Anaerobic methanotrophic community of a 5346-m-deep vesicomyid clam colony in the Japan Trench

Abstract

Vesicomyidae clams harbor sulfide-oxidizing endosymbionts and are typical members of cold seep communities where active venting of fluids and gases takes place. We investigated the central biogeochemical processes that supported a vesicomyid clam colony as part of a locally restricted seep community in the Japan Trench at 5346 m water depth, one of the deepest seep settings studied to date. An integrated approach of biogeochemical and molecular ecological techniques was used combining in situ and ex situ measurements. In sediment of the clam colony, low sulfate reduction rates (maximum 128 nmol mL(-1) day(-1)) were coupled to the anaerobic oxidation of methane. They were observed over a depth range of 15 cm, caused by active transport of sulfate due to bioturbation of the vesicomyid clams. A distinct separation between the seep and the surrounding seafloor was shown by steep horizontal geochemical gradients and pronounced microbial community shifts. The sediment below the clam colony was dominated by anaerobic methanotrophic archaea (ANME-2c) and sulfate-reducing Desulfobulbaceae (SEEP-SRB-3, SEEP-SRB-4).

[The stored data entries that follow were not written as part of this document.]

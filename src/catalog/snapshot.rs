use sqlx::sqlite::{SqliteConnectOptions, SqlitePoolOptions};
use sqlx::FromRow;
use std::collections::BTreeMap;
use std::path::{Path, PathBuf};

use super::{FetchError, RawVariantRecord};
use crate::util::split_list;

/// One row of the `online_products` table: a variant joined with its product.
///
/// Prices are cast to text in SQL so REAL and TEXT columns both decode.
#[derive(Debug, FromRow)]
struct SnapshotRow {
    product_id: Option<i64>,
    title: Option<String>,
    handle: Option<String>,
    vendor: Option<String>,
    product_type: Option<String>,
    status: Option<String>,
    body_html: Option<String>,
    tags: Option<String>,
    collections: Option<String>,
    images: Option<String>,
    star_rating: Option<String>,
    variant_id: i64,
    variant_title: Option<String>,
    sku: Option<String>,
    barcode: Option<String>,
    price: Option<String>,
    compare_at_price: Option<String>,
    inventory_quantity: Option<i64>,
    option1: Option<String>,
    option2: Option<String>,
    option3: Option<String>,
    mf_age_group: Option<String>,
    mf_condition: Option<String>,
    mf_gender: Option<String>,
    mf_mpn: Option<String>,
    mf_custom_label_0: Option<String>,
    mf_custom_label_1: Option<String>,
    mf_custom_label_2: Option<String>,
    mf_custom_label_3: Option<String>,
    mf_custom_label_4: Option<String>,
    mf_size_system: Option<String>,
    mf_size_type: Option<String>,
    mf_color: Option<String>,
    mf_size: Option<String>,
    mf_material: Option<String>,
    mf_google_product_category: Option<String>,
}

/// No stock filter here: exclusion is the model builder's job, for both sources.
const SNAPSHOT_QUERY: &str = r#"
    SELECT product_id, title, handle, vendor, product_type, status, body_html,
           tags, collections, images, CAST(star_rating AS TEXT) AS star_rating,
           variant_id, variant_title, sku, barcode,
           CAST(price AS TEXT) AS price,
           CAST(compare_at_price AS TEXT) AS compare_at_price,
           inventory_quantity, option1, option2, option3,
           mf_age_group, mf_condition, mf_gender, mf_mpn,
           mf_custom_label_0, mf_custom_label_1, mf_custom_label_2,
           mf_custom_label_3, mf_custom_label_4,
           mf_size_system, mf_size_type, mf_color, mf_size, mf_material,
           mf_google_product_category
    FROM online_products
    ORDER BY product_id, variant_id
"#;

/// Pre-synchronized SQLite copy of the catalog, one row per variant.
///
/// Stands in for the live API without changing anything downstream.
#[derive(Debug, Clone)]
pub struct SnapshotSource {
    path: PathBuf,
}

impl SnapshotSource {
    pub fn new(path: impl Into<PathBuf>) -> Self {
        Self { path: path.into() }
    }

    pub fn path(&self) -> &Path {
        &self.path
    }

    pub async fn fetch_all(&self) -> Result<Vec<RawVariantRecord>, FetchError> {
        let options = SqliteConnectOptions::new()
            .filename(&self.path)
            .read_only(true);
        let pool = SqlitePoolOptions::new()
            .max_connections(1)
            .connect_with(options)
            .await?;

        let rows: Vec<SnapshotRow> = sqlx::query_as(SNAPSHOT_QUERY).fetch_all(&pool).await?;
        pool.close().await;

        tracing::info!(
            path = %self.path.display(),
            rows = rows.len(),
            "Loaded catalog snapshot"
        );
        Ok(rows.into_iter().map(SnapshotRow::into_record).collect())
    }
}

impl SnapshotRow {
    fn into_record(self) -> RawVariantRecord {
        let product_id = self.product_id.and_then(|id| u64::try_from(id).ok());

        let mut product_attributes = BTreeMap::new();
        if let Some(rating) = self.star_rating.filter(|r| r.trim().parse::<f64>().is_ok()) {
            product_attributes.insert("star_rating".to_string(), rating.trim().to_string());
        }

        let variant_attributes = [
            ("age_group", self.mf_age_group),
            ("condition", self.mf_condition),
            ("gender", self.mf_gender),
            ("mpn", self.mf_mpn),
            ("custom_label_0", self.mf_custom_label_0),
            ("custom_label_1", self.mf_custom_label_1),
            ("custom_label_2", self.mf_custom_label_2),
            ("custom_label_3", self.mf_custom_label_3),
            ("custom_label_4", self.mf_custom_label_4),
            ("size_system", self.mf_size_system),
            ("size_type", self.mf_size_type),
            ("color", self.mf_color),
            ("size", self.mf_size),
            ("material", self.mf_material),
            ("google_product_category", self.mf_google_product_category),
        ]
        .into_iter()
        .filter_map(|(key, value)| {
            value
                .filter(|v| !v.trim().is_empty())
                .map(|v| (key.to_string(), v))
        })
        .collect();

        let options = [self.option1, self.option2, self.option3]
            .into_iter()
            .flatten()
            .collect();

        RawVariantRecord {
            product_id,
            title: self.title.unwrap_or_default(),
            handle: self.handle.unwrap_or_default(),
            vendor: self.vendor.unwrap_or_default(),
            product_type: self.product_type.unwrap_or_default(),
            status: self.status,
            body_html: self.body_html.unwrap_or_default(),
            // The snapshot stores both lists as comma-joined text
            tags: split_list(self.tags.as_deref(), ','),
            collections: split_list(self.collections.as_deref(), ','),
            images: self.images,
            product_attributes,
            variant_id: u64::try_from(self.variant_id).unwrap_or_default(),
            variant_title: self.variant_title.unwrap_or_default(),
            sku: self.sku,
            barcode: self.barcode,
            price: self.price,
            compare_at_price: self.compare_at_price,
            inventory_quantity: self.inventory_quantity,
            options,
            variant_attributes,
        }
    }
}

/// Schema of the snapshot table, used to build fixtures.
pub const SNAPSHOT_SCHEMA: &str = r#"
    CREATE TABLE IF NOT EXISTS online_products (
        product_id INTEGER,
        title TEXT,
        handle TEXT,
        vendor TEXT,
        product_type TEXT,
        status TEXT,
        body_html TEXT,
        tags TEXT,
        collections TEXT,
        images TEXT,
        star_rating REAL,
        variant_id INTEGER NOT NULL,
        variant_title TEXT,
        sku TEXT,
        barcode TEXT,
        price REAL,
        compare_at_price REAL,
        inventory_quantity INTEGER,
        option1 TEXT,
        option2 TEXT,
        option3 TEXT,
        mf_age_group TEXT,
        mf_condition TEXT,
        mf_gender TEXT,
        mf_mpn TEXT,
        mf_custom_label_0 TEXT,
        mf_custom_label_1 TEXT,
        mf_custom_label_2 TEXT,
        mf_custom_label_3 TEXT,
        mf_custom_label_4 TEXT,
        mf_size_system TEXT,
        mf_size_type TEXT,
        mf_color TEXT,
        mf_size TEXT,
        mf_material TEXT,
        mf_google_product_category TEXT
    )
"#;

#[cfg(test)]
mod tests {
    use super::*;

    async fn create_snapshot(name: &str) -> PathBuf {
        let dir = std::env::temp_dir().join(format!("shopfeed_snapshot_test_{name}"));
        let _ = std::fs::remove_dir_all(&dir);
        std::fs::create_dir_all(&dir).unwrap();
        let path = dir.join("catalog.db");

        let options = SqliteConnectOptions::new()
            .filename(&path)
            .create_if_missing(true);
        let pool = SqlitePoolOptions::new()
            .max_connections(1)
            .connect_with(options)
            .await
            .unwrap();
        sqlx::query(SNAPSHOT_SCHEMA).execute(&pool).await.unwrap();
        sqlx::query(
            "INSERT INTO online_products
                (product_id, title, handle, vendor, status, tags, images, star_rating,
                 variant_id, price, compare_at_price, inventory_quantity, option1, mf_gender, mf_color)
             VALUES
                (7, 'Samba', 'samba', 'Adidas', 'active', 'a, b', '[{\"src\":\"https://cdn/s.jpg\"}]', 4.5,
                 71, 120.5, NULL, 0, '39', 'female', ''),
                (3, 'Chuck', 'chuck', 'Converse', 'active', NULL, NULL, NULL,
                 32, '59.90', '79.90', NULL, '42', NULL, 'Nero'),
                (3, 'Chuck', 'chuck', 'Converse', 'active', NULL, NULL, NULL,
                 31, '59.90', NULL, 2, '41', NULL, NULL)",
        )
        .execute(&pool)
        .await
        .unwrap();
        pool.close().await;
        path
    }

    #[tokio::test]
    async fn test_snapshot_rows_become_records() {
        let path = create_snapshot("rows").await;
        let records = SnapshotSource::new(&path).fetch_all().await.unwrap();

        // Ordered by product_id then variant_id; out-of-stock rows are kept
        let ids: Vec<(Option<u64>, u64)> =
            records.iter().map(|r| (r.product_id, r.variant_id)).collect();
        assert_eq!(ids, vec![(Some(3), 31), (Some(3), 32), (Some(7), 71)]);

        let chuck = &records[1];
        assert_eq!(chuck.price.as_deref(), Some("59.90"));
        assert_eq!(chuck.compare_at_price.as_deref(), Some("79.90"));
        assert_eq!(chuck.inventory_quantity, None);
        assert_eq!(chuck.options, vec!["42"]);
        assert_eq!(chuck.variant_attributes.get("color").map(String::as_str), Some("Nero"));

        let samba = &records[2];
        assert_eq!(samba.price.as_deref(), Some("120.5"));
        assert_eq!(samba.inventory_quantity, Some(0));
        assert_eq!(samba.tags, vec!["a", "b"]);
        assert!(chuck.collections.is_empty());
        assert_eq!(samba.product_attributes.get("star_rating").map(String::as_str), Some("4.5"));
        // Empty attribute columns are dropped
        assert!(!samba.variant_attributes.contains_key("color"));
        assert_eq!(samba.variant_attributes.get("gender").map(String::as_str), Some("female"));

        std::fs::remove_dir_all(path.parent().unwrap()).ok();
    }

    #[tokio::test]
    async fn test_missing_snapshot_is_error() {
        let source = SnapshotSource::new("/tmp/shopfeed_no_such_snapshot/catalog.db");
        assert!(matches!(
            source.fetch_all().await,
            Err(FetchError::Snapshot(_))
        ));
    }
}
//! Catalog acquisition.
//!
//! Produces the flat [`RawVariantRecord`] sequence every downstream stage
//! consumes, either from the live Shopify Admin API ([`ShopifyClient`]) or
//! from a pre-synchronized SQLite snapshot ([`SnapshotSource`]). Both sources
//! yield the same record shape, so the model builder never knows which one ran.

mod client;
mod graphql;
mod limiter;
mod snapshot;

pub use client::ShopifyClient;
pub use limiter::RateLimiter;
pub use snapshot::{SnapshotSource, SNAPSHOT_SCHEMA};

use serde::{Deserialize, Serialize};
use std::collections::BTreeMap;
use thiserror::Error;

/// Maximum upstream response body (25 MiB).
pub const MAX_RESPONSE_SIZE: usize = 25 * 1024 * 1024;

/// Cursor label used in errors for the first page, which has no cursor.
pub const FIRST_PAGE: &str = "<first page>";

/// Errors that abort the fetch phase.
///
/// Everything here is fatal to the whole run: no platform can proceed
/// without the canonical model.
#[derive(Debug, Error)]
pub enum FetchError {
    /// Credentials rejected (HTTP 401/403). Never retried.
    #[error("Authentication rejected by upstream (HTTP {0})")]
    Authentication(u16),
    /// Still throttled after the retry budget was spent
    #[error("Rate limit exceeded after {retries} retries at page cursor {cursor}")]
    RateLimitExceeded { cursor: String, retries: u32 },
    /// Upstream kept failing, or answered with a non-retryable status
    #[error("Upstream error (HTTP {status}) at page cursor {cursor}")]
    Transient { cursor: String, status: u16 },
    /// Network-level error (DNS, connection, TLS, etc.)
    #[error("Request failed: {0}")]
    Network(#[from] reqwest::Error),
    #[error("Request timed out")]
    Timeout,
    /// Body was not the JSON shape we expected
    #[error("Invalid upstream response: {0}")]
    Decode(String),
    /// GraphQL-level error other than throttling
    #[error("Upstream query error: {0}")]
    Query(String),
    /// A REST detail listing came back as a full page; later pages are not fetched
    #[error("Detail listing {resource} returned a full page of {limit} entries at page cursor {cursor}")]
    DetailOverflow {
        resource: String,
        limit: usize,
        cursor: String,
    },
    #[error("Response too large (exceeds 25 MiB)")]
    ResponseTooLarge,
    #[error("Snapshot error: {0}")]
    Snapshot(#[from] sqlx::Error),
}

/// One image descriptor as it appears in serialized image blobs.
///
/// Snapshots use `src`, the GraphQL API uses `url`; both deserialize here.
#[derive(Debug, Clone, PartialEq, Eq, Serialize, Deserialize)]
pub struct RawImage {
    #[serde(alias = "url")]
    pub src: String,
    #[serde(default, alias = "altText", skip_serializing_if = "Option::is_none")]
    pub alt: Option<String>,
}

/// One variant, flattened together with its parent product's data.
///
/// Product fields repeat on every variant of the same product. Tags and
/// collections arrive as lists whatever the source; only the image blob keeps
/// its source encoding and is parsed once by the model builder.
#[derive(Debug, Clone, Default, PartialEq)]
pub struct RawVariantRecord {
    /// Owning product identity. A record without one is malformed.
    pub product_id: Option<u64>,
    pub title: String,
    pub handle: String,
    pub vendor: String,
    pub product_type: String,
    /// Publication status as reported upstream (`active`, `ACTIVE`, `draft`, ...)
    pub status: Option<String>,
    pub body_html: String,
    pub tags: Vec<String>,
    /// Collection titles, which may themselves contain commas
    pub collections: Vec<String>,
    /// Serialized JSON array of [`RawImage`]
    pub images: Option<String>,
    /// Product-level custom attributes (already filtered to our namespace)
    pub product_attributes: BTreeMap<String, String>,

    pub variant_id: u64,
    pub variant_title: String,
    pub sku: Option<String>,
    pub barcode: Option<String>,
    /// Decimal text as sent upstream, e.g. `"49.90"`
    pub price: Option<String>,
    pub compare_at_price: Option<String>,
    /// `None` means inventory is not tracked
    pub inventory_quantity: Option<i64>,
    /// Selected option values in position order (option1, option2, option3)
    pub options: Vec<String>,
    pub variant_attributes: BTreeMap<String, String>,
}

/// Where the run's catalog comes from.
pub enum CatalogSource {
    Api(ShopifyClient),
    Snapshot(SnapshotSource),
}

impl CatalogSource {
    /// Fetches every variant record in source order.
    pub async fn fetch_all(&self) -> Result<Vec<RawVariantRecord>, FetchError> {
        match self {
            CatalogSource::Api(client) => client.fetch_all().await,
            CatalogSource::Snapshot(snapshot) => snapshot.fetch_all().await,
        }
    }

    /// Short label recorded as `data_source` in the metrics document.
    pub fn describe(&self) -> String {
        match self {
            CatalogSource::Api(client) => format!("shopify_api:{}", client.shop_host()),
            CatalogSource::Snapshot(snapshot) => {
                format!("snapshot:{}", snapshot.path().display())
            }
        }
    }
}

pub(crate) fn cursor_label(cursor: Option<&str>) -> String {
    cursor.unwrap_or(FIRST_PAGE).to_string()
}

#[cfg(test)]
mod tests {
    use super::*;

    #[test]
    fn test_raw_image_accepts_both_field_names() {
        let from_snapshot: RawImage =
            serde_json::from_str(r#"{"src": "https://cdn/a.jpg"}"#).unwrap();
        let from_api: RawImage =
            serde_json::from_str(r#"{"url": "https://cdn/a.jpg", "altText": "Side"}"#).unwrap();
        assert_eq!(from_snapshot.src, from_api.src);
        assert_eq!(from_api.alt.as_deref(), Some("Side"));
    }

    #[test]
    fn test_error_messages_name_cursor() {
        let err = FetchError::Transient {
            cursor: "eyJsYXN0X2lkIjo0Mn0".into(),
            status: 503,
        };
        let msg = err.to_string();
        assert!(msg.contains("503"));
        assert!(msg.contains("eyJsYXN0X2lkIjo0Mn0"));

        assert_eq!(cursor_label(None), FIRST_PAGE);
    }
}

Aerobic methanotrophic bacteria were not detected in the sediment, and the oxidation of sulfide seemed to be carried out chemolithoautotrophically by Sulfurovum species. Thus, major redox processes were mediated by distinct subgroups of seep-related microorganisms that might have been selected by this specific abyssal seep environment. Fluid flow and microbial activity were low but sufficient to support the clam community over decades and to build up high biomasses. Hence, the clams and their microbial communities adapted successfully to a low-energy regime and may represent widespread chemosynthetic communities in the Japan Trench. In this regard, they contributed to the restricted deep-sea trench biodiversity as well as to the organic carbon availability, also for non-seep organisms, in such oligotrophic benthic environment of the dark deep ocean.

Figure 1

Sampling and in situ measurements were performed at a vesicomyid clam colony in the Japan Trench (A) at a water depth of 5346 m (A,B). The map was generated using the esri arcgis software and the General Bathymetric Chart of the Oceans (GEBCO_09 Grid, version 20091120, http://www.gebco.net). (C) Relative positions of in situ measurements and pushcore sampling (white bars) at the investigated clam patch. MP, microprofiler; BC, benthic chamber; DNA, 16S rDNA analyses; SR, sulfate reduction; AOM, anaerobic oxidation of methane; PW, pore water chemistry, methane concentration and isotopy; calcium carbonate, pyrite, and total organic carbon content.

Figure 2

Stratigraphy and mineralogy of the sediment sampled in the center of the JTC colony. Core image and sketch (A) and total organic carbon = TOC (B).

Figure 3

Left panel: Sulfate (black triangles) and DIC (white triangles) concentrations were measured in the pore water from the center (A) and the rim (B) of the JTC colony. Potential SR and AOM horizons according to pore water concentrations are highlighted. Furthermore, methane concentration (black dots) and isotopic composition (white dots) were determined at both locations. Right panel: SR rates (in black) and AOM rates (in white) from the center and the rim of the JTC colony. The different symbols represent replicates of turnover rate measurements.

Figure 4

High resolution microsensor measurements outside of the colony showed an oxygen penetration depth of >1 cm and constant temperature throughout the entire sediment layer.

Figure 5

Microbial lipid profiles in the center of the JTC colony. Concentrations of archaeal and bacterial lipids are shown on the left and the isotopic compositions are on the right panel; abbreviations: PG&PS-OH-archaeol (intact): hydroxyarchaeol (OH-Ar) with phosphatidylglycerol (PG) and phosphati-dylserine (PS) as polar headgroups; OH-Ar (OH-Ar without polar headgroup); DEG (PE, PS): dialkyletherglycerolipid as phosphati-dylethanolamine and PS; MAGE (C₁₆ + C₁₇): sum of C₁₆ and C₁₇ monoalkyl glycerol ethers (MAGE), includes C₁₆ and C₁₇ saturated MAGE and three monounsaturated C₁₆-MAGE.

Figure 6

Relative 16S rRNA clone frequencies. Archaeal and bacterial diversity in the center and at the rim of the JTC colony. The scale bar represents relative clone frequencies in percent. The total number of clones per gene library is indicated below the respective column. DSHVG, Deep Sea Hydrothermal Vent Group, MBGB, Marine Benthic Group B, MG1, Marine Group 1.

Figure 7

Phylogenetic affiliation of Archaea (A), Alpha-, Gamma-, and Epsilonproteobacteria (B) and Deltaproteobacteria (C) of the JTC colony center (red) and colony rim (blue) sediments based on 16S rRNA gene sequences. The scale bars represent 10% estimated sequence divergence.